07/04/2015 às 23h54min - Atualizada em 07/04/2015 às 23h54min

Estado faz concurso para professores temporários

Foram abertas 1,8 mil vagas para compor quadro de servidores da educação. MP questiona processo por conta de salário baixo entre outras irregularidades.

Com informações do G1 Goiás
Déficit de professores fez Segplan abrir processo para temporários (Foto: Reprodução/TV Anhanguera)

Alegando "dificuldades financeiras", a Secretaria de Estado de Gestão e Planejamento de Goiás (Segplan), suspendeu oito concursos em diversas áreas. A maioria corresponde a área de educação, na qual 5,3 mil vagas foram cortadas. Para recompor o quadro de servidores na área, o órgão teve que abrir um processo simplificado para a contratação de professores e servidores temporários.

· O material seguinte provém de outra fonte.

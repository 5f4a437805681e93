/* This file is part of DarkFi (https://dark.fi)
 *
 * Copyright (C) 2020-2025 Dyne.org foundation
 *
 * This program is free software: you can redistribute it and/or modify
 * it under the terms of the GNU Affero General Public License as
 * published by the Free Software Foundation, either version 3 of the
 * License, or (at your option) any later version.
 *
 * This program is distributed in the hope that it will be useful,
 * but WITHOUT ANY WARRANTY; without even the implied warranty of
 * MERCHANTABILITY or FITNESS FOR A PARTICULAR PURPOSE.  See the
 * GNU Affero General Public License for more details.
 *
 * You should have received a copy of the GNU Affero General Public License
 * along with this program.  If not, see <https://www.gnu.org/licenses/>.
 */

use std::{fmt, path::Path};

use smol::lock::Mutex;
use tinyjson::JsonValue;
use tracing::{debug, info};

use crate::{
    error::{CallFailure, CallResult, FailureKind, RpcError},
    extract::{extract_code_id, extract_contract_address, extract_query_payload},
    fee::{Coin, FeePolicy},
    msg::WasmMsg,
    registry::{ArtifactRegistry, ArtifactStage, DeployedArtifact},
    submitter::TxSubmitter,
    tx::TxResponse,
    Error, Result,
};

/// Target of an execute or query call
#[derive(Clone, Debug, PartialEq, Eq)]
pub enum ContractRef {
    /// Logical name, resolved through the artifact registry
    Name(String),
    /// Literal contract address, used as given
    Address(String),
}

impl ContractRef {
    pub fn name(name: &str) -> Self {
        Self::Name(name.to_string())
    }

    pub fn address(address: &str) -> Self {
        Self::Address(address.to_string())
    }
}

impl fmt::Display for ContractRef {
    fn fmt(&self, f: &mut fmt::Formatter<'_>) -> fmt::Result {
        match self {
            Self::Name(n) => write!(f, "\"{n}\""),
            Self::Address(a) => write!(f, "{a}"),
        }
    }
}

/// Optional parameters of an instantiation
#[derive(Clone, Debug, Default)]
pub struct InstantiateOptions {
    pub admin: Option<String>,
    /// Instance label, defaults to the logical name
    pub label: Option<String>,
    pub funds: Vec<Coin>,
    /// Overrides the session fee policy
    pub fee: Option<FeePolicy>,
}

/// A deployment session: one identity, one ledger, and the record of
/// everything deployed through it.
///
/// Operations return [`CallResult`]s. A failed call leaves the registry
/// exactly as it was before the call, so a script can inspect the
/// failure and carry on from the last successful step.
pub struct DeploySession {
    submitter: TxSubmitter,
    registry: Mutex<ArtifactRegistry>,
}

impl DeploySession {
    pub fn new(submitter: TxSubmitter) -> Self {
        Self { submitter, registry: Mutex::new(ArtifactRegistry::new()) }
    }

    /// Start from a previously saved registry.
    pub fn with_registry(mut self, registry: ArtifactRegistry) -> Self {
        self.registry = Mutex::new(registry);
        self
    }

    /// Account address the session signs with
    pub fn address(&self) -> &str {
        self.submitter.address()
    }

    pub async fn artifact(&self, name: &str) -> Option<DeployedArtifact> {
        self.registry.lock().await.get(name).cloned()
    }

    pub async fn artifacts(&self) -> Vec<DeployedArtifact> {
        self.registry.lock().await.artifacts()
    }

    pub async fn stage(&self, name: &str) -> ArtifactStage {
        match self.registry.lock().await.get(name) {
            Some(a) => a.stage(),
            None => ArtifactStage::Unknown,
        }
    }

    pub async fn save_registry(&self, path: &Path) -> Result<()> {
        let registry = self.registry.lock().await.clone();
        registry.save(path)
    }

    /// Turn a contract reference into an address.
    pub async fn resolve(&self, target: &ContractRef) -> CallResult<String> {
        match target {
            ContractRef::Address(a) => Ok(a.clone()),
            ContractRef::Name(n) => {
                let registry = self.registry.lock().await;
                let address = registry.get(n).and_then(|a| a.address()).map(String::from);
                address.ok_or_else(|| CallFailure::unknown_contract(n))
            }
        }
    }

    /// Upload contract bytecode and record the assigned code id under
    /// `name`.
    pub async fn store_contract(&self, name: &str, wasm: &[u8]) -> CallResult<u64> {
        info!(target: "wasmdeploy::session", "Storing \"{name}\" ({} bytes)", wasm.len());

        let msg = WasmMsg::StoreCode {
            sender: self.address().to_string(),
            wasm_byte_code: wasm.to_vec(),
        };

        let rep = self.submitter.submit(vec![msg], None).await?;
        let code_id = extract_code_id(&rep.raw)?;

        self.registry.lock().await.entry(name).set_code_id(code_id);
        info!(target: "wasmdeploy::session", "Stored \"{name}\" as code id {code_id}");
        Ok(code_id)
    }

    /// Read bytecode from `path` and store it.
    pub async fn store_contract_file(&self, name: &str, path: &Path) -> CallResult<u64> {
        let wasm = smol::fs::read(path).await.map_err(|e| {
            CallFailure::precondition(format!("cannot read bytecode from {path:?}: {e}"))
        })?;
        self.store_contract(name, &wasm).await
    }

    /// Instantiate a contract. Without an explicit `code_id`, the one
    /// recorded for `name` is used.
    pub async fn instantiate_contract(
        &self,
        name: &str,
        code_id: Option<u64>,
        init_msg: JsonValue,
    ) -> CallResult<String> {
        self.instantiate_contract_with(name, code_id, init_msg, InstantiateOptions::default()).await
    }

    pub async fn instantiate_contract_with(
        &self,
        name: &str,
        code_id: Option<u64>,
        init_msg: JsonValue,
        options: InstantiateOptions,
    ) -> CallResult<String> {
        let recorded = self.registry.lock().await.get(name).and_then(|a| a.code_id());
        let Some(code_id) = code_id.or(recorded) else {
            return Err(CallFailure::precondition(format!(
                "no code id recorded or supplied for \"{name}\""
            )))
        };

        info!(target: "wasmdeploy::session", "Instantiating \"{name}\" from code id {code_id}");

        let msg = WasmMsg::InstantiateContract {
            sender: self.address().to_string(),
            admin: options.admin,
            code_id,
            label: Some(options.label.unwrap_or_else(|| name.to_string())),
            init_msg,
            funds: options.funds,
        };

        let rep = self.submitter.submit(vec![msg], options.fee.as_ref()).await?;
        let address = extract_contract_address(&rep.raw)?;

        self.registry.lock().await.entry(name).set_instance(code_id, &address);
        info!(target: "wasmdeploy::session", "Instantiated \"{name}\" at {address}");
        Ok(address)
    }

    pub async fn execute_contract(
        &self,
        target: &ContractRef,
        msg: JsonValue,
    ) -> CallResult<TxResponse> {
        self.execute_contract_with(target, msg, vec![], None).await
    }

    /// Execute `msg` against a contract, attaching `funds`. The registry
    /// is not modified.
    pub async fn execute_contract_with(
        &self,
        target: &ContractRef,
        msg: JsonValue,
        funds: Vec<Coin>,
        fee: Option<&FeePolicy>,
    ) -> CallResult<TxResponse> {
        let contract = self.resolve(target).await?;
        info!(target: "wasmdeploy::session", "Executing on {target} ({contract})");

        let msg = WasmMsg::ExecuteContract {
            sender: self.address().to_string(),
            contract,
            msg,
            funds,
        };

        self.submitter.submit(vec![msg], fee).await
    }

    /// Read-only query. Every call contacts the ledger.
    pub async fn query_contract(
        &self,
        target: &ContractRef,
        msg: &JsonValue,
    ) -> CallResult<JsonValue> {
        let contract = self.resolve(target).await?;
        debug!(target: "wasmdeploy::session", "Querying {target} ({contract})");

        match self.submitter.ledger().contract_query(&contract, msg).await {
            Ok(raw) => Ok(extract_query_payload(raw)),
            Err(e) => Err(query_failure(&e)),
        }
    }

    /// Bank transfer from the session account.
    pub async fn send_funds(&self, to: &str, amount: Vec<Coin>) -> CallResult<TxResponse> {
        if amount.is_empty() {
            return Err(CallFailure::precondition("nothing to send"))
        }

        info!(target: "wasmdeploy::session", "Sending {amount:?} to {to}");

        let msg = WasmMsg::Send {
            from_address: self.address().to_string(),
            to_address: to.to_string(),
            amount,
        };

        self.submitter.submit(vec![msg], None).await
    }
}

/// A node that answered but refused the query rejected it; anything
/// else is a transport problem.
fn query_failure(err: &Error) -> CallFailure {
    match err {
        Error::ContractNotFound(_) | Error::RpcClientError(RpcError::ServerError(..)) => {
            CallFailure::new(FailureKind::ChainRejected, err.to_string())
        }
        _ => CallFailure::transport(err),
    }
}

#[cfg(test)]
mod tests {
    use std::sync::Arc;

    use super::*;
    use crate::{identity::Identity, ledger::MemoryLedger};

    fn session() -> DeploySession {
        let ledger = Arc::new(MemoryLedger::new("testnet"));
        let identity = Identity::from_seed([4u8; 32]);
        let submitter = TxSubmitter::new(ledger, identity, "testnet", FeePolicy::default());
        DeploySession::new(submitter)
    }

    #[test]
    fn full_lifecycle_on_memory_ledger() {
        smol::block_on(async {
            let s = session();

            let code_id = s.store_contract("vault", b"\0asm-vault").await.unwrap();
            assert_eq!(s.stage("vault").await, ArtifactStage::CodeStored(code_id));

            let init: JsonValue = r#"{"owner":"me"}"#.parse().unwrap();
            let addr = s.instantiate_contract("vault", None, init.clone()).await.unwrap();
            assert_eq!(s.resolve(&ContractRef::name("vault")).await.unwrap(), addr);

            let msg: JsonValue = r#"{"deposit":{}}"#.parse().unwrap();
            s.execute_contract(&ContractRef::name("vault"), msg).await.unwrap();

            let q: JsonValue = r#"{"state":{}}"#.parse().unwrap();
            let rep = s.query_contract(&ContractRef::address(&addr), &q).await.unwrap();
            let JsonValue::Object(rep) = rep else { panic!("query reply is not an object") };
            assert_eq!(rep["init_msg"], init);
            assert_eq!(rep["label"], JsonValue::String("vault".to_string()));
            assert_eq!(rep["executions"], JsonValue::Number(1.0));
        });
    }

    #[test]
    fn chain_rejection_keeps_registry() {
        smol::block_on(async {
            let s = session();

            // Unknown code id is rejected by the ledger
            let err = s
                .instantiate_contract("ghost", Some(99), JsonValue::Object(Default::default()))
                .await
                .unwrap_err();
            assert_eq!(err.kind, FailureKind::ChainRejected);
            assert!(err.raw.is_some());
            assert!(s.artifact("ghost").await.is_none());

            let err = s
                .query_contract(&ContractRef::address("nowhere"), &JsonValue::Null)
                .await
                .unwrap_err();
            assert_eq!(err.kind, FailureKind::ChainRejected);
        });
    }

    #[test]
    fn send_requires_coins() {
        smol::block_on(async {
            let s = session();
            let err = s.send_funds("someone", vec![]).await.unwrap_err();
            assert_eq!(err.kind, FailureKind::Precondition);

            s.send_funds("someone", vec![Coin::new(5, "uluna")]).await.unwrap();
        });
    }

    #[test]
    fn unreadable_bytecode_is_a_precondition() {
        smol::block_on(async {
            let s = session();
            let err = s
                .store_contract_file("x", Path::new("/nonexistent/contract.wasm"))
                .await
                .unwrap_err();
            assert_eq!(err.kind, FailureKind::Precondition);
            assert_eq!(s.stage("x").await, ArtifactStage::Unknown);
        });
    }
}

Porém, o Ministério Público apura possíveis irregularidades na seleção.

De acordo com a Segplan, a suspensão dos concursos não implica, obrigatoriamente, nos seus cancelamentos. Eles serão reavaliados "caso a caso" para saber se serão mantidos ou não.

No processo simplificado, foram oferecidas 1,8 mil vagas e os aprovados devem ser convocados a partir do dia 13 de abril e terão um contrato que pode chegar a até três anos. O salário depende da quantidade de horas trabalhadas: R$ 1,3 mil para 44 horas semanais; R$ 981 para 30 horas; e R$ 654 - menor que o salário mínimo - para 20 horas.

Inquérito
Os valores contrariam o piso nacional que deveria ser pago aos docentes, que é de R$ 1,9 mil por 40 horas. Por isso, o MP instaurou inquérito para analisar a irregularidade.

Além disso, também foram encontrados outros problemas no edital, publicado no fim de março. Segundo a promotora de Justiça Marlene Nunes, existe acúmulo de função, pois o professor aprovado poderá dar aulas para até quatro disciplinas, como também irregularidades no prazo de entrega dos documentos e ofertas para bacharel, que, segundo a Constituição Federal, não podem lecionar.

“Esse formato de contratação pode gerar graves prejuízos tanto pela falta, de repente, de um critério maior na seleção, quanto pelo acúmulo de disciplina por profissional. Se isso vier de fato a ficar comprovado, estaremos diante de uma situação que não é legal e não está de acordo com as exigências da Constituição quanto à educação”, explica.

Em nota, a Secretaria de Estado de Educação, Cultura e Esporte (Seduce) informou que já contratou mais de 6 mil professores em regime temporário e que a falta de docentes é "pontual".

Além disso, afirmou que os salários oferecidos estão de acordo com as horas aulas dadas pelos professores e com a lei nº 17.250, de 2011, que versa sobre a remuneração para contratos temporários.